How tender his voice now! borrowing pathos not from art, but from the narrative itself. A voice full of tears. And do not his eyes answer the fading sunlight with a dewy shimmer?
He was right, she thought, when he said she knew not the beauties of this little book. Not a month ago, and she had dozed under this very passage.
And now there rose before her—he read on but she heard him not (so the trooping fancies evoked by music have power to dull the mere outward ear)—rose before her soul a vision of ineffable softness,—a vision of one with a face full of sorrow, but a sun-lit head; and he beckoned to little children, and they followed him; and as he passed, the burdens of the heavy-laden grew lighter, and the weary smiled again and forgot their weariness, and rose and followed, they too. And as he passed (he read on but she heeded not)—as he passed along his stony path, violets seemed to spring from beneath his feet,—violets shedding perfume. And along the roadside lilies nodded. And sinners beat their breasts, but lifted up their hearts. And one of her own sex followed,—one who had loved much; and as she followed she dried her tears with her sunny hair—
“GENERATION OF VIPERS!”
She started from her seat and clutched the gunwale of the boat. As he towered above her, his nostrils breathed defiance, his white teeth glittered with scorn, his dark eyes gleamed, his whole figure was eloquent with indignation. ’Twas but a bunch of dry sea-weed that he held aloft, crushed in his right hand; but to her he seemed to brandish the serpent-thongs of Tisiphone; and the milksop ideal of Raphael and the rest vanished from her mind. In its stead there rose before her exalted imagination the heroic figure of a valiant young Jew. He stands before a mob that thirsts for his blood. Alone, but intrepid. He knows full well, O Jerusalem, that thou dost stone thy prophets (for what land doth not?), but though his face be pale beneath the shadow of approaching death, his brave spirit is undaunted. He is willing that the cup shall pass from him; but, being such as he is, he may turn neither to the right nor to the left. If he must drain it, then be it so. His mission is to live for man—and, if need be, to die for him.
But is this the vision of a manlike God? Is it not rather that of a godlike man?
The Argo stands firm in its bed of shining sand; but tempest-tossed is the soul of the young girl who sits therein, straining her eager eyes for a sight of land. Every now and then a glorious mirage seems to spring into the air, gladdening, for a moment, the darkening horizon, and then to fall as suddenly, dispersed by a word.
“Yes, Rousseau was right; Socrates did die like a philosopher, but Jesus like a God!”
Mary leaned forward and held her breath.
He clasped his hands, and uplifting his face that was pale with emotion: “My God,” cried he, in a voice that made her shiver—“my God, my God, why hast thou forsaken me?”
The mirage vanished,—for a mere tone may outline a whole system of theology.
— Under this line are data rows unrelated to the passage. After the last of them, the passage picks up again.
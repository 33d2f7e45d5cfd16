//! Error types for the checked BinLinker access path

use thiserror::Error;

/// Errors reported by the checked constructors and accessors
///
/// The unchecked fast path ([`BinLinkerAccessor::open`] and
/// [`BinLinkerAccessor::entry`]) never produces these; it asserts in debug
/// builds and panics on slicing instead.
///
/// [`BinLinkerAccessor::open`]: crate::BinLinkerAccessor::open
/// [`BinLinkerAccessor::entry`]: crate::BinLinkerAccessor::entry
#[derive(Debug, Error)]
pub enum BinLinkerError {
    /// Buffer is too short for the header or the offset table
    #[error("Truncated data: expected {expected} bytes, got {actual} bytes")]
    TruncatedData {
        /// Minimum size required
        expected: usize,
        /// Actual buffer size
        actual: usize,
    },

    /// Identifier tag does not match the expected one
    #[error(
        "Identifier mismatch: expected '{}', got '{}'",
        String::from_utf8_lossy(.expected),
        String::from_utf8_lossy(.actual)
    )]
    IdentifierMismatch {
        /// Tag the caller asked for
        expected: [u8; 2],
        /// Tag found at offset 0
        actual: [u8; 2],
    },

    /// Entry index is not below the container's entry count
    #[error("Entry index {index} out of range for container with {length} entries")]
    IndexOutOfRange {
        /// Requested index
        index: usize,
        /// Entry count from the header
        length: usize,
    },

    /// Offset table pair where the start lies past the end
    #[error("Offsets out of order at entry {index}: start {start} > end {end}")]
    OffsetsOutOfOrder {
        /// Entry whose boundaries are inverted
        index: usize,
        /// Start offset read from the table
        start: u32,
        /// End offset read from the table
        end: u32,
    },

    /// Offset pointing past the end of the buffer
    #[error("Offset {offset} for entry {index} exceeds buffer length {len}")]
    OffsetOutOfBounds {
        /// Entry the offset belongs to
        index: usize,
        /// Offending offset
        offset: u32,
        /// Buffer length
        len: usize,
    },

    /// Binary read error
    #[error("Binary parsing error: {0}")]
    BinRead(String),
}

impl From<binrw::Error> for BinLinkerError {
    fn from(e: binrw::Error) -> Self {
        Self::BinRead(e.to_string())
    }
}

/// Result type alias for checked BinLinker operations
pub type Result<T> = std::result::Result<T, BinLinkerError>;

#[cfg(test)]
#[allow(clippy::expect_used)]
mod tests {
    use super::*;

    #[test]
    fn test_error_display() {
        let err = BinLinkerError::IdentifierMismatch {
            expected: *b"PL",
            actual: *b"ZZ",
        };
        let msg = err.to_string();
        assert!(msg.contains("'PL'"));
        assert!(msg.contains("'ZZ'"));

        let err = BinLinkerError::TruncatedData {
            expected: 12,
            actual: 3,
        };
        assert!(err.to_string().contains("12"));

        let err = BinLinkerError::IndexOutOfRange {
            index: 7,
            length: 2,
        };
        assert!(err.to_string().contains('7'));

        let err = BinLinkerError::OffsetsOutOfOrder {
            index: 1,
            start: 40,
            end: 30,
        };
        assert!(err.to_string().contains("40 > end 30"));

        let err = BinLinkerError::OffsetOutOfBounds {
            index: 0,
            offset: 99,
            len: 16,
        };
        assert!(err.to_string().contains("99"));
        assert!(err.to_string().contains("16"));
    }

    #[test]
    fn test_binrw_error_conversion() {
        let io = std::io::Error::new(std::io::ErrorKind::UnexpectedEof, "short");
        let err: BinLinkerError = binrw::Error::Io(io).into();
        assert!(matches!(err, BinLinkerError::BinRead(_)));
    }
}
//! Validation settings for opening containers

/// How much checking [`BinLinkerAccessor::open_with`] performs
///
/// [`BinLinkerAccessor::open_with`]: crate::BinLinkerAccessor::open_with
#[derive(Debug, Clone, Copy, PartialEq, Eq, Hash, Default)]
pub enum ValidationLevel {
    /// Trust the buffer; only debug builds assert on the header
    Trusted,
    /// Check size, identifier and that the offset table fits in the buffer
    Header,
    /// Header checks plus a walk over every offset in the table
    #[default]
    Full,
}

impl ValidationLevel {
    /// Whether the header is checked at all
    pub fn checks_header(self) -> bool {
        !matches!(self, Self::Trusted)
    }

    /// Whether every offset in the table is checked
    pub fn checks_offsets(self) -> bool {
        matches!(self, Self::Full)
    }
}
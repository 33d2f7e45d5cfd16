//! Test utilities for building BinLinker containers
//!
//! The crate only reads containers; these helpers lay out test buffers the
//! same way a packer would.

use crate::header::{BinLinkerHeader, OFFSET_SIZE};
use binrw::BinWrite;
use std::io::Cursor;

/// Pack `entries` back to back after the header and offset table
pub fn build_container(identifier: [u8; 2], entries: &[&[u8]]) -> Vec<u8> {
    let header = BinLinkerHeader::new(identifier, entries.len() as u16);
    let mut offsets = Vec::with_capacity(entries.len() + 1);
    let mut position = header.payload_start() as u32;
    offsets.push(position);
    for entry in entries {
        position += entry.len() as u32;
        offsets.push(position);
    }

    let mut data = build_raw(identifier, &offsets);
    for entry in entries {
        data.extend_from_slice(entry);
    }
    data
}

/// Write a header and an arbitrary offset table with no payload
///
/// The entry count is `offsets.len() - 1`. Used to craft corrupt tables.
pub fn build_raw(identifier: [u8; 2], offsets: &[u32]) -> Vec<u8> {
    let count = offsets.len().saturating_sub(1) as u16;
    let mut cursor = Cursor::new(Vec::with_capacity(4 + offsets.len() * OFFSET_SIZE));
    BinLinkerHeader::new(identifier, count)
        .write(&mut cursor)
        .expect("Header write to memory should succeed");
    for offset in offsets {
        offset
            .write_le(&mut cursor)
            .expect("Offset write to memory should succeed");
    }
    cursor.into_inner()
}

/// Deterministic payload of `len` bytes seeded by `seed`
pub fn payload(seed: u8, len: usize) -> Vec<u8> {
    (0..len).map(|i| seed.wrapping_add(i as u8)).collect()
}
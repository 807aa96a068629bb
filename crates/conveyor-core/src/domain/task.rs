//! Task record: lifecycle state + scheduling metadata.

use chrono::{DateTime, Utc};
use serde::{Deserialize, Serialize};
use std::fmt;
use std::str::FromStr;

use crate::domain::errors::EngineError;
use crate::domain::ids::{ActionId, ScheduleId, TaskId, UserId};
use crate::domain::state::TaskState;

/// Model name a task resolves against when it has no resource reference.
pub const TASK_MODEL: &str = "conveyor.task";

/// Polymorphic pointer to a business object: `{model, id}`.
///
/// Textual form is `"model,id"`, which is also the fallback label when a
/// reference cannot be resolved to a display name.
#[derive(Debug, Clone, PartialEq, Eq, Hash, Serialize, Deserialize)]
pub struct ResourceRef {
    pub model: String,
    pub id: i64,
}

impl ResourceRef {
    pub fn new(model: impl Into<String>, id: i64) -> Self {
        Self {
            model: model.into(),
            id,
        }
    }
}

impl fmt::Display for ResourceRef {
    fn fmt(&self, f: &mut fmt::Formatter<'_>) -> fmt::Result {
        write!(f, "{},{}", self.model, self.id)
    }
}

#[derive(Debug, Clone, PartialEq, Eq, thiserror::Error)]
#[error("invalid resource reference: {0:?}")]
pub struct ParseResourceRefError(String);

impl FromStr for ResourceRef {
    type Err = ParseResourceRefError;

    fn from_str(s: &str) -> Result<Self, Self::Err> {
        let (model, id) = s
            .split_once(',')
            .ok_or_else(|| ParseResourceRefError(s.to_string()))?;
        let model = model.trim();
        if model.is_empty() {
            return Err(ParseResourceRefError(s.to_string()));
        }
        let id = id
            .trim()
            .parse::<i64>()
            .map_err(|_| ParseResourceRefError(s.to_string()))?;
        Ok(Self::new(model, id))
    }
}

/// How a queued task gets fired.
#[derive(Debug, Clone, Copy, Default, PartialEq, Eq, Serialize, Deserialize)]
#[serde(rename_all = "snake_case")]
pub enum ExecutionKind {
    /// Enqueue registers a scheduler entry + triggerable action.
    #[default]
    Scheduled,

    /// Something outside the engine calls `process`; no scheduler entry.
    External,
}

/// Persistent task row.
///
/// All state changes go through the `mark_*` methods, which reject
/// transitions the state machine does not allow.
#[derive(Debug, Clone, PartialEq, Serialize, Deserialize)]
pub struct TaskRecord {
    pub id: TaskId,
    pub name: String,
    pub state: TaskState,
    pub state_changed_at: DateTime<Utc>,

    /// Last failure message.
    pub error: Option<String>,

    pub owner: UserId,
    pub resource: Option<ResourceRef>,

    pub schedule: Option<ScheduleId>,
    pub action: Option<ActionId>,

    /// Predecessor this task waits for; consumed when the task is queued or runs.
    pub run_after_task: Option<TaskId>,
    pub run_after: Option<DateTime<Utc>>,

    /// Task that was ahead of this one when it was chained in.
    pub parent: Option<TaskId>,

    pub execution_kind: ExecutionKind,
    pub process_token: Option<String>,
    pub execution_id: Option<String>,

    pub created_at: DateTime<Utc>,
}

impl TaskRecord {
    /// Draft row from a creation request. The store assigns the real id.
    pub fn draft(new: NewTask, owner: UserId, now: DateTime<Utc>) -> Self {
        Self {
            id: TaskId::new(0),
            name: new.name,
            state: TaskState::Draft,
            state_changed_at: now,
            error: None,
            owner,
            resource: new.resource,
            schedule: None,
            action: None,
            run_after_task: new.run_after_task,
            run_after: new.run_after,
            parent: None,
            execution_kind: new.execution_kind,
            process_token: None,
            execution_id: None,
            created_at: now,
        }
    }

    /// Model the run options and payload are resolved against.
    pub fn resource_model(&self) -> &str {
        self.resource
            .as_ref()
            .map(|r| r.model.as_str())
            .unwrap_or(TASK_MODEL)
    }

    /// Resource reference, the task itself when none is set.
    pub fn resource_ref(&self) -> ResourceRef {
        self.resource
            .clone()
            .unwrap_or_else(|| ResourceRef::new(TASK_MODEL, self.id.get()))
    }

    fn transition(&mut self, next: TaskState, now: DateTime<Utc>) -> Result<(), EngineError> {
        if !self.state.can_transition_to(next) {
            return Err(EngineError::InvalidTransition {
                from: self.state,
                to: next,
            });
        }
        self.state = next;
        self.state_changed_at = now;
        Ok(())
    }

    /// Enqueue: the predecessor becomes the parent, scheduling hints are
    /// consumed and a fresh process token replaces the previous execution.
    pub fn mark_queued(
        &mut self,
        now: DateTime<Utc>,
        process_token: String,
    ) -> Result<(), EngineError> {
        self.transition(TaskState::Queued, now)?;
        self.parent = self.run_after_task.take();
        self.run_after = None;
        self.process_token = Some(process_token);
        self.execution_id = None;
        Ok(())
    }

    /// Start of a run. A predecessor set by the singleton check is consumed
    /// into `parent`.
    pub fn mark_running(
        &mut self,
        now: DateTime<Utc>,
        execution_id: String,
    ) -> Result<(), EngineError> {
        self.transition(TaskState::Running, now)?;
        self.error = None;
        if let Some(prev) = self.run_after_task.take() {
            self.parent = Some(prev);
        }
        self.execution_id = Some(execution_id);
        Ok(())
    }

    pub fn mark_done(&mut self, now: DateTime<Utc>) -> Result<(), EngineError> {
        self.transition(TaskState::Done, now)?;
        self.error = None;
        Ok(())
    }

    pub fn mark_failed(&mut self, now: DateTime<Utc>, error: String) -> Result<(), EngineError> {
        self.transition(TaskState::Failed, now)?;
        self.error = Some(error);
        Ok(())
    }

    pub fn mark_canceled(&mut self, now: DateTime<Utc>) -> Result<(), EngineError> {
        self.transition(TaskState::Canceled, now)
    }
}

/// Creation request for a task.
#[derive(Debug, Clone, Default)]
pub struct NewTask {
    pub name: String,
    pub resource: Option<ResourceRef>,
    pub execution_kind: ExecutionKind,
    pub run_after_task: Option<TaskId>,
    pub run_after: Option<DateTime<Utc>>,
}

impl NewTask {
    pub fn new(name: impl Into<String>) -> Self {
        Self {
            name: name.into(),
            ..Self::default()
        }
    }

    pub fn resource(mut self, resource: ResourceRef) -> Self {
        self.resource = Some(resource);
        self
    }

    pub fn execution_kind(mut self, kind: ExecutionKind) -> Self {
        self.execution_kind = kind;
        self
    }

    pub fn run_after_task(mut self, task: TaskId) -> Self {
        self.run_after_task = Some(task);
        self
    }

    pub fn run_after(mut self, at: DateTime<Utc>) -> Self {
        self.run_after = Some(at);
        self
    }
}
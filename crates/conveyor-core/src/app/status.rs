//! Status - タスクの読み取りモデル
//!
//! 進捗はステージツリーから読むたびに計算する（保持しない）。

use serde::{Deserialize, Serialize};

use crate::domain::{LogRecord, Priority, StageTree, TaskRecord, TaskState};

/// Task counts per state.
#[derive(Debug, Clone, Default, PartialEq, Eq, Serialize, Deserialize)]
pub struct TaskCounts {
    pub draft: usize,
    pub queued: usize,
    pub running: usize,
    pub canceled: usize,
    pub failed: usize,
    pub done: usize,
}

impl TaskCounts {
    pub fn from_pairs(pairs: impl IntoIterator<Item = (TaskState, usize)>) -> Self {
        let mut counts = Self::default();
        for (state, n) in pairs {
            match state {
                TaskState::Draft => counts.draft += n,
                TaskState::Queued => counts.queued += n,
                TaskState::Running => counts.running += n,
                TaskState::Canceled => counts.canceled += n,
                TaskState::Failed => counts.failed += n,
                TaskState::Done => counts.done += n,
            }
        }
        counts
    }

    pub fn total(&self) -> usize {
        self.draft + self.queued + self.running + self.canceled + self.failed + self.done
    }
}

/// Task with its derived fields.
#[derive(Debug, Clone)]
pub struct TaskSummary {
    pub task: TaskRecord,

    /// Aggregate of the root stage, 0 without stages.
    pub progress: f64,

    pub total_logs: usize,
    pub total_warnings: usize,

    /// Lines at Error priority or above.
    pub total_errors: usize,

    pub total_stages: usize,

    pub stages: StageTree,
}

impl TaskSummary {
    pub fn new(task: TaskRecord, stages: StageTree, logs: &[LogRecord]) -> Self {
        let total_warnings = logs
            .iter()
            .filter(|l| l.priority == Priority::Warning)
            .count();
        let total_errors = logs.iter().filter(|l| l.priority.is_error()).count();
        Self {
            task,
            progress: stages.root_progress(),
            total_logs: logs.len(),
            total_warnings,
            total_errors,
            total_stages: stages.len(),
            stages,
        }
    }
}
//! Clock port - 時刻の抽象化
//!
//! - **SystemClock**: 本番用
//! - **FixedClock**: テスト用（手動で進められる）

use chrono::{DateTime, Duration, Utc};
use std::sync::Mutex;

/// Clock は現在時刻を提供
///
/// # テスト容易性
/// - trait により時刻を差し替え可能
/// - テストでは FixedClock を使用
pub trait Clock: Send + Sync {
    fn now(&self) -> DateTime<Utc>;
}

/// SystemClock は OS の時計
#[derive(Debug, Clone, Copy, Default)]
pub struct SystemClock;

impl Clock for SystemClock {
    fn now(&self) -> DateTime<Utc> {
        Utc::now()
    }
}

/// FixedClock は固定時刻（`advance` で進める）
#[derive(Debug)]
pub struct FixedClock {
    now: Mutex<DateTime<Utc>>,
}

impl FixedClock {
    pub fn new(now: DateTime<Utc>) -> Self {
        Self {
            now: Mutex::new(now),
        }
    }

    pub fn advance(&self, by: Duration) {
        let mut guard = self.now.lock().unwrap_or_else(|e| e.into_inner());
        *guard += by;
    }
}

impl Clock for FixedClock {
    fn now(&self) -> DateTime<Utc> {
        *self.now.lock().unwrap_or_else(|e| e.into_inner())
    }
}

impl<C: Clock + ?Sized> Clock for std::sync::Arc<C> {
    fn now(&self) -> DateTime<Utc> {
        (**self).now()
    }
}
#[async_trait]
impl StoreTx for InMemoryTx {
    async fn insert_task(&mut self, mut task: TaskRecord) -> Result<TaskRecord, StoreError> {
        task.id = TaskId::new(next(&self.seq.task));
        self.record(Write::InsertTask(task.clone()));
        Ok(task)
    }

    async fn get_task(&mut self, id: TaskId) -> Result<Option<TaskRecord>, StoreError> {
        Ok(self.work.tasks.get(&id).cloned())
    }

    async fn update_task(&mut self, task: &TaskRecord) -> Result<(), StoreError> {
        self.require_task(task.id)?;
        self.record(Write::UpdateTask(task.clone()));
        Ok(())
    }

    async fn delete_task(&mut self, id: TaskId) -> Result<bool, StoreError> {
        if !self.work.tasks.contains_key(&id) {
            return Ok(false);
        }
        self.record(Write::DeleteTask(id));
        Ok(true)
    }

    async fn list_tasks(&mut self) -> Result<Vec<TaskRecord>, StoreError> {
        Ok(self.work.tasks.values().cloned().collect())
    }

    async fn min_active_task(&mut self, model: &str) -> Result<Option<TaskId>, StoreError> {
        Ok(self
            .work
            .tasks
            .values()
            .filter(|t| t.state.is_active() && t.resource_model() == model)
            .map(|t| t.id)
            .min())
    }

    async fn successors(&mut self, id: TaskId) -> Result<Vec<TaskRecord>, StoreError> {
        Ok(self
            .work
            .tasks
            .values()
            .filter(|t| t.run_after_task == Some(id))
            .cloned()
            .collect())
    }

    async fn chain_from(&mut self, id: TaskId) -> Result<Vec<TaskId>, StoreError> {
        if !self.work.tasks.contains_key(&id) {
            return Ok(Vec::new());
        }

        let mut waiting: HashMap<TaskId, Vec<TaskId>> = HashMap::new();
        for task in self.work.tasks.values() {
            if let Some(prev) = task.run_after_task {
                waiting.entry(prev).or_default().push(task.id);
            }
        }

        let mut out = Vec::new();
        let mut seen = HashSet::new();
        let mut queue = VecDeque::from([id]);
        while let Some(current) = queue.pop_front() {
            if !seen.insert(current) {
                continue;
            }
            out.push(current);
            if let Some(next) = waiting.get(&current) {
                queue.extend(next.iter().copied());
            }
        }
        Ok(out)
    }

    async fn count_by_state(&mut self) -> Result<Vec<(TaskState, usize)>, StoreError> {
        Ok(TaskState::ALL
            .iter()
            .map(|state| {
                let n = self
                    .work
                    .tasks
                    .values()
                    .filter(|t| t.state == *state)
                    .count();
                (*state, n)
            })
            .collect())
    }

    async fn insert_stage(&mut self, mut stage: StageRecord) -> Result<StageRecord, StoreError> {
        self.require_task(stage.task_id)?;
        if stage.parent.is_none()
            && let Some(root) = self
                .work
                .stages
                .values()
                .find(|s| s.task_id == stage.task_id && s.parent.is_none())
        {
            return Err(StoreError::Conflict(format!(
                "task {} already has root stage {}",
                stage.task_id, root.id
            )));
        }
        if let Some(parent) = stage.parent {
            match self.work.stages.get(&parent) {
                Some(p) if p.task_id == stage.task_id => {}
                Some(_) => {
                    return Err(StoreError::Conflict(format!(
                        "parent stage {parent} belongs to another task"
                    )));
                }
                None => return Err(StoreError::not_found("stage", parent.get())),
            }
        }
        stage.id = StageId::new(next(&self.seq.stage));
        self.record(Write::PutStage(stage.clone()));
        Ok(stage)
    }

    async fn get_stage(&mut self, id: StageId) -> Result<Option<StageRecord>, StoreError> {
        Ok(self.work.stages.get(&id).cloned())
    }

    async fn set_stage_progress(
        &mut self,
        id: StageId,
        progress: f64,
        status: Option<&str>,
    ) -> Result<(), StoreError> {
        if !self.work.stages.contains_key(&id) {
            return Err(StoreError::not_found("stage", id.get()));
        }
        self.record(Write::SetStageProgress {
            id,
            progress,
            status: status.map(str::to_string),
        });
        Ok(())
    }

    async fn stages_for_task(&mut self, task: TaskId) -> Result<Vec<StageRecord>, StoreError> {
        Ok(self
            .work
            .stages
            .values()
            .filter(|s| s.task_id == task)
            .cloned()
            .collect())
    }

    async fn delete_stages_for_task(&mut self, task: TaskId) -> Result<usize, StoreError> {
        let n = self
            .work
            .stages
            .values()
            .filter(|s| s.task_id == task)
            .count();
        // journaled even when empty here: rows committed since `begin` go too
        self.record(Write::DeleteStagesOf(task));
        Ok(n)
    }

    async fn insert_log(&mut self, mut log: LogRecord) -> Result<LogRecord, StoreError> {
        self.require_task(log.task_id)?;
        if !self.work.stages.contains_key(&log.stage_id) {
            return Err(StoreError::not_found("stage", log.stage_id.get()));
        }
        log.id = LogId::new(next(&self.seq.log));
        self.record(Write::PutLog(log.clone()));
        Ok(log)
    }

    async fn logs_for_task(&mut self, task: TaskId) -> Result<Vec<LogRecord>, StoreError> {
        Ok(self
            .work
            .logs
            .values()
            .filter(|l| l.task_id == task)
            .cloned()
            .collect())
    }

    async fn delete_logs_for_task(&mut self, task: TaskId) -> Result<usize, StoreError> {
        let n = self
            .work
            .logs
            .values()
            .filter(|l| l.task_id == task)
            .count();
        // journaled even when empty here: rows committed since `begin` go too
        self.record(Write::DeleteLogsOf(task));
        Ok(n)
    }

    async fn replace_token(&mut self, token: AccessToken) -> Result<(), StoreError> {
        self.require_task(token.task_id)?;
        self.record(Write::PutToken(token));
        Ok(())
    }

    async fn token_for_task(&mut self, task: TaskId) -> Result<Option<AccessToken>, StoreError> {
        Ok(self.work.tokens.get(&task).cloned())
    }

    async fn find_token(&mut self, token: &str) -> Result<Option<AccessToken>, StoreError> {
        Ok(self
            .work
            .tokens
            .values()
            .find(|t| t.token == token)
            .cloned())
    }

    async fn insert_schedule(
        &mut self,
        mut entry: ScheduleEntry,
    ) -> Result<ScheduleEntry, StoreError> {
        self.require_task(entry.task_id)?;
        entry.id = ScheduleId::new(next(&self.seq.schedule));
        self.record(Write::PutSchedule(entry.clone()));
        Ok(entry)
    }

    async fn get_schedule(&mut self, id: ScheduleId) -> Result<Option<ScheduleEntry>, StoreError> {
        Ok(self.work.schedules.get(&id).cloned())
    }

    async fn update_schedule(&mut self, entry: &ScheduleEntry) -> Result<(), StoreError> {
        if !self.work.schedules.contains_key(&entry.id) {
            return Err(StoreError::not_found("schedule", entry.id.get()));
        }
        self.record(Write::PutSchedule(entry.clone()));
        Ok(())
    }

    async fn delete_schedule(&mut self, id: ScheduleId) -> Result<(), StoreError> {
        if self.work.schedules.contains_key(&id) {
            self.record(Write::DeleteSchedule(id));
        }
        Ok(())
    }

    async fn due_schedules(
        &mut self,
        now: DateTime<Utc>,
    ) -> Result<Vec<ScheduleEntry>, StoreError> {
        let mut due: Vec<ScheduleEntry> = self
            .work
            .schedules
            .values()
            .filter(|e| e.is_due(now))
            .cloned()
            .collect();
        due.sort_by_key(|e| (e.priority, e.id));
        Ok(due)
    }

    async fn insert_action(
        &mut self,
        mut action: TriggerAction,
    ) -> Result<TriggerAction, StoreError> {
        self.require_task(action.task_id)?;
        action.id = ActionId::new(next(&self.seq.action));
        self.record(Write::PutAction(action.clone()));
        Ok(action)
    }

    async fn get_action(&mut self, id: ActionId) -> Result<Option<TriggerAction>, StoreError> {
        Ok(self.work.actions.get(&id).cloned())
    }

    async fn delete_action(&mut self, id: ActionId) -> Result<(), StoreError> {
        if self.work.actions.contains_key(&id) {
            self.record(Write::DeleteAction(id));
        }
        Ok(())
    }

    async fn commit(self: Box<Self>) -> Result<(), StoreError> {
        let this = *self;
        if this.journal.is_empty() {
            return Ok(());
        }
        let mut tables = this.shared.lock().await;
        this.validate(&tables)?;
        for write in this.journal {
            tables.apply(write);
        }
        Ok(())
    }

    async fn rollback(self: Box<Self>) -> Result<(), StoreError> {
        Ok(())
    }
}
That cry, as he gave it, was one of bitter human anguish. In her lover’s eyes ’twas not a God that died, but a man,—godlike, but a man.
“With that cry” (he added), “the bitterest that ever broke from mortal lips—”
She heard but heeded not; she knew more than enough already.
“With that cry there burst the grandest heart that ever beat for mankind. Who can wonder that sixty generations of men have worshipped him as a God!”
Mary rose, and, descending from the Argo, took his arm. She needed its support.
Just before reaching the piazza, she stopped suddenly, and, wheeling in front of him, fixed her gaze upon his face. A gaze long, wistful, pitiful-tender. As though a mother learned by heart the features of her boy just going forth to battle, not knowing what may happen.
She tried to answer the smile that greeted this burst of feminine impulse; but the soulful eyes were swimming with tears.